I am hoping to see Concourse come in through the Pipelines proposal on
Knative, but it will be necessary to digest a Concourse-on-Kubernetes epic
first.

(Please come and sing the Concourse-is-amazing hymn with me on Knative, we
both know it's for the good)

Disclosure: for those who don't know, I work for Pivotal and I'm a bit of a
Concourse fan.

------
_5meq
This is their container builder project re-branded.

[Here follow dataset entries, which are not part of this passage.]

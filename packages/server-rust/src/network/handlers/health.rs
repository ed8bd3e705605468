//! Health, liveness, and readiness endpoints.

use axum::extract::State;
use axum::http::StatusCode;
use axum::Json;
use serde_json::json;

use super::AppState;
use crate::network::lifecycle::LifecycleState;

/// Detailed health JSON. Always 200; the body carries the actual state.
pub async fn health_handler(State(state): State<AppState>) -> Json<serde_json::Value> {
    let leadership = state.meta.leadership();
    Json(json!({
        "state": state.lifecycle.state().as_str(),
        "is_primary": leadership.is_leader,
        "primary_meta_server": leadership.leader_address,
        "in_flight": state.lifecycle.in_flight_count(),
        "uptime_secs": state.start_time.elapsed().as_secs(),
    }))
}

/// Liveness: the process answers.
pub async fn liveness_handler() -> StatusCode {
    StatusCode::OK
}

/// Readiness: serving, and some primary is known so admin requests can be
/// answered or redirected.
pub async fn readiness_handler(State(state): State<AppState>) -> StatusCode {
    let leadership = state.meta.leadership();
    let leader_known = leadership.is_leader
        || leadership
            .leader_address
            .is_some_and(|address| !address.is_empty());
    if state.lifecycle.state() == LifecycleState::Serving && leader_known {
        StatusCode::OK
    } else {
        StatusCode::SERVICE_UNAVAILABLE
    }
}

Pretty nice product, but missing some LAUGHABLE features.

Specifically:

\- Ability to start builds based on github pull requests

\- Ability to send messages to slack on successful / failed builds

\- Ability to update github PRs with build status

\- Conditional build steps AT ALL

\- Ability to start parameterized builds from GUI ( What if I want to deploy
to a specific environment? )

\- Any outside integrations AT. ALL.

\- No story on how to store secrets

I've been running this product for about a year. I have a Jenkins job that
detects github PRs, and then launches these builds. I would LOVE to delete
that Jenkins VM, but for some reason a lot of basic functionality has been
ignored.

edit:

People have informed me that Github PR building is in alpha! PRAISED BE THE
GOOGLE!

[https://cloud.google.com/cloud-build/docs/run-builds-on-
gith...](https://cloud.google.com/cloud-build/docs/run-builds-on-github)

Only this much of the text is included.